New VO troubleshoot

This is a collection of common errors, how to investigate them and their most effective solutions. Consult this list after you made sure that the source of your error is not due to some trivial misconfiguration.Please reread the relevant installation wikis.

 

 

 

Expired alien proxy

Your alien proxy might have expired - by default it lasts only 12 hours. You can make it last longer, say 100h with

alien proxy-init -valid 100:0

or have it renewed automatically by a crontab job like in this example

-bash-3.00$ crontab -l
0 0 * * * /home/pandaprod/installation/alien/bin/alien proxy-init -valid 100:0 >> /home/pandaprod/PANDA/proxy_refresh.log 2>&1

Use the command crontab -e to edit your crontab. Eventually, use the -pwstdin option if your certificate requires a passphrase:

-bash-3.00$ crontab -l
0 0 * * * /home/pandaprod/installation/alien/bin/alien proxy-init -valid 100:0 -pwstdin > /home/pandaprod/PANDA/proxy_refresh.log 2>&1

and store your certificate passphrase in clear in the file ~/.alien/.my.secret (no very safe).

 

No sites with domain ...

If you get the error 'No sites with domain XXX in panda' where 'XXX' is a domain other than your site's domain then add to the .alien/Environment the line:

ALIEN_DOMAIN=your.domain

where 'your.domain' is the internet domain of your site (e.g. gsi.de).

 

The server_step error

You may get a message like this when you feel everything is in place (your certificate is valid and corresponds to your alien uid, the usercert.pem and user.key pem have the right permissions, the alien proxy is valid)

 

An error occured during AliEn authentication:
Jul 2 14:38:49 info Could not connect to database: Not able to authenticate (1)
Database: In _validateUser validation of user pbarprod (as pbarprod) failed.
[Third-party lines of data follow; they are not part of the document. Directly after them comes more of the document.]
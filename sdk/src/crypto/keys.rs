//! # Key Management
//!
//! Ed25519 private/public keys and signatures for transaction signing.
//!
//! Keys arrive from operators in one of two text encodings, and we accept
//! both:
//!
//! - **raw hex**: 32 bytes, 64 hex characters;
//! - **DER hex**: the same 32 bytes behind a fixed PKCS#8 (private) or SPKI
//!   (public) prefix, which is what most wallets and portals export.
//!
//! ## Security considerations
//!
//! - We use OS-level RNG (`OsRng`) for key generation.
//! - Key bytes are never logged and never appear in `Debug` output.

use ed25519_dalek::{Signature as DalekSignature, Signer, SigningKey, Verifier, VerifyingKey};
use rand::rngs::OsRng;
use serde::{Deserialize, Serialize};
use std::fmt;
use std::str::FromStr;
use thiserror::Error;

/// PKCS#8 DER prefix in front of a 32-byte Ed25519 private key.
const ED25519_PRIVATE_DER_PREFIX: &str = "302e020100300506032b657004220420";

/// SPKI DER prefix in front of a 32-byte Ed25519 public key.
const ED25519_PUBLIC_DER_PREFIX: &str = "302a300506032b6570032100";

/// Errors that can occur while parsing key material.
///
/// Deliberately vague about *why*: leaking details about key material
/// through error messages is a classic footgun.
#[derive(Debug, Clone, PartialEq, Eq, Error)]
pub enum KeyError {
    #[error("invalid private key: expected 32 bytes as raw or DER hex")]
    InvalidPrivateKey,

    #[error("invalid public key: not a valid Ed25519 point")]
    InvalidPublicKey,
}

/// An Ed25519 private key.
///
/// Intentionally not `Serialize`. Shipping a private key somewhere should be
/// a deliberate call to [`PrivateKey::to_string_der`], not a side effect of
/// serializing a struct that happened to contain one.
///
/// # Examples
///
/// ```
/// use hiero_sdk::PrivateKey;
///
/// let key = PrivateKey::generate();
/// let sig = key.sign(b"transfer 5 hbar");
/// assert!(key.public_key().verify(b"transfer 5 hbar", &sig));
/// ```
pub struct PrivateKey {
    signing_key: SigningKey,
}

/// The public half of a key, safe to share and log.
///
/// `Ord` is derived so signature maps iterate in a stable order.
#[derive(Clone, Copy, PartialEq, Eq, Hash, PartialOrd, Ord, Serialize, Deserialize)]
pub struct PublicKey {
    bytes: [u8; 32],
}

/// An Ed25519 signature. Always 64 bytes when produced by this crate;
/// stored as `Vec<u8>` for serde's sake.
#[derive(Clone, PartialEq, Eq, Serialize, Deserialize)]
pub struct Signature {
    bytes: Vec<u8>,
}

fn decode_prefixed(s: &str, prefix: &str) -> Option<[u8; 32]> {
    let s = s.trim();
    let s = s.strip_prefix("0x").unwrap_or(s);
    let body = match s.len() {
        64 => s,
        _ => s.strip_prefix(prefix)?,
    };
    hex::decode(body).ok()?.try_into().ok()
}

impl PrivateKey {
    /// Generate a fresh key from the OS cryptographic RNG.
    pub fn generate() -> Self {
        Self {
            signing_key: SigningKey::generate(&mut OsRng),
        }
    }

    /// Build a key from its 32 secret bytes.
    pub fn from_bytes(bytes: &[u8; 32]) -> Self {
        Self {
            signing_key: SigningKey::from_bytes(bytes),
        }
    }

    /// Parse a raw-hex or DER-hex encoded private key. A `0x` prefix is
    /// tolerated.
    pub fn from_string(s: &str) -> Result<Self, KeyError> {
        decode_prefixed(s, ED25519_PRIVATE_DER_PREFIX)
            .map(|bytes| Self::from_bytes(&bytes))
            .ok_or(KeyError::InvalidPrivateKey)
    }

    pub fn public_key(&self) -> PublicKey {
        PublicKey {
            bytes: self.signing_key.verifying_key().to_bytes(),
        }
    }

    /// Ed25519 is deterministic: same key and message, same signature.
    pub fn sign(&self, message: &[u8]) -> Signature {
        Signature {
            bytes: self.signing_key.sign(message).to_bytes().to_vec(),
        }
    }

    /// The 32 secret bytes. Handle with care.
    pub fn to_bytes(&self) -> [u8; 32] {
        self.signing_key.to_bytes()
    }

    pub fn to_string_raw(&self) -> String {
        hex::encode(self.to_bytes())
    }

    pub fn to_string_der(&self) -> String {
        format!("{ED25519_PRIVATE_DER_PREFIX}{}", self.to_string_raw())
    }
}

impl Clone for PrivateKey {
    /// Every copy of a private key is another thing to protect. The client
    /// needs one for its operator; try not to make more.
    fn clone(&self) -> Self {
        Self::from_bytes(&self.signing_key.to_bytes())
    }
}

impl fmt::Debug for PrivateKey {
    fn fmt(&self, f: &mut fmt::Formatter<'_>) -> fmt::Result {
        write!(f, "PrivateKey(pub={})", self.public_key().to_string_raw())
    }
}

impl FromStr for PrivateKey {
    type Err = KeyError;

    fn from_str(s: &str) -> Result<Self, Self::Err> {
        Self::from_string(s)
    }
}

// ---------------------------------------------------------------------------
// PublicKey
// ---------------------------------------------------------------------------

impl PublicKey {
    /// Validates that the bytes are a usable Ed25519 point.
    pub fn from_bytes(bytes: [u8; 32]) -> Result<Self, KeyError> {
        VerifyingKey::from_bytes(&bytes).map_err(|_| KeyError::InvalidPublicKey)?;
        Ok(Self { bytes })
    }

    /// Parse a raw-hex or DER-hex encoded public key.
    pub fn from_string(s: &str) -> Result<Self, KeyError> {
        let bytes =
            decode_prefixed(s, ED25519_PUBLIC_DER_PREFIX).ok_or(KeyError::InvalidPublicKey)?;
        Self::from_bytes(bytes)
    }

    pub fn as_bytes(&self) -> &[u8; 32] {
        &self.bytes
    }

    /// Returns `false` on any failure, including malformed signatures.
    pub fn verify(&self, message: &[u8], signature: &Signature) -> bool {
        let Ok(verifying_key) = VerifyingKey::from_bytes(&self.bytes) else {
            return false;
        };
        let Ok(sig_bytes) = <[u8; 64]>::try_from(signature.bytes.as_slice()) else {
            return false;
        };
        verifying_key
            .verify(message, &DalekSignature::from_bytes(&sig_bytes))
            .is_ok()
    }

    pub fn to_string_raw(&self) -> String {
        hex::encode(self.bytes)
    }

    pub fn to_string_der(&self) -> String {
        format!("{ED25519_PUBLIC_DER_PREFIX}{}", self.to_string_raw())
    }
}

impl fmt::Display for PublicKey {
    fn fmt(&self, f: &mut fmt::Formatter<'_>) -> fmt::Result {
        f.write_str(&self.to_string_der())
    }
}

impl fmt::Debug for PublicKey {
    fn fmt(&self, f: &mut fmt::Formatter<'_>) -> fmt::Result {
        write!(f, "PublicKey({})", &self.to_string_raw()[..16])
    }
}

// ---------------------------------------------------------------------------
// Signature
// ---------------------------------------------------------------------------

impl Signature {
    pub fn from_bytes(bytes: [u8; 64]) -> Self {
        Self {
            bytes: bytes.to_vec(),
        }
    }

    pub fn as_bytes(&self) -> &[u8] {
        &self.bytes
    }

    pub fn to_vec(&self) -> Vec<u8> {
        self.bytes.clone()
    }
}

impl fmt::Debug for Signature {
    fn fmt(&self, f: &mut fmt::Formatter<'_>) -> fmt::Result {
        write!(f, "Signature({})", hex::encode(&self.bytes))
    }
}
and then, trying with option -debug=5 you get in the log tthis bit about server_step error

 

Server said: server_step error. Error code is 0 Outis: 2502

There can be several sources for this error:

  • Your system time does not match the grid server time and the mismatch trows off the GSS authentication process. Solution: start the ntpd service on your machine
  • The CA that signed your certificate is not recognized by AliEn. Grep for it in the $ALIEN_ROOT/globus/share/certificates/*= files and notify the grid admin if not there.
  • Your certificate has expired. Check its validity, for example:

-bash-3.00$ export ALIEN_ROOT=/your/path/to/alien
-bash-3.00$ export LD_LIBRARY_PATH=$ALIEN_ROOT/api/lib:$ALIEN_ROOT/globus/lib:$ALIEN_ROOT/lib:$ALIEN_ROOT/lib64
-bash-3.00$ openssl verify -CApath $ALIEN_ROOT/globus/share/certificates/ ~/.globus/usercert.pem

If it is expired, obtain a new certificate from your local CA, preferably with an empty passphrase.

 

Dialog missing

Sometimes at installation, the alien-installer script will abort with ERROR: Dialog could not be invoked. Is dialog installed ? Eventually your terminal is unresponsive and you have to reset it. When trying

-bash-3.00$ which dialog
~/installation/alien/bin/dialog

you see that it uses the alien dialog binary.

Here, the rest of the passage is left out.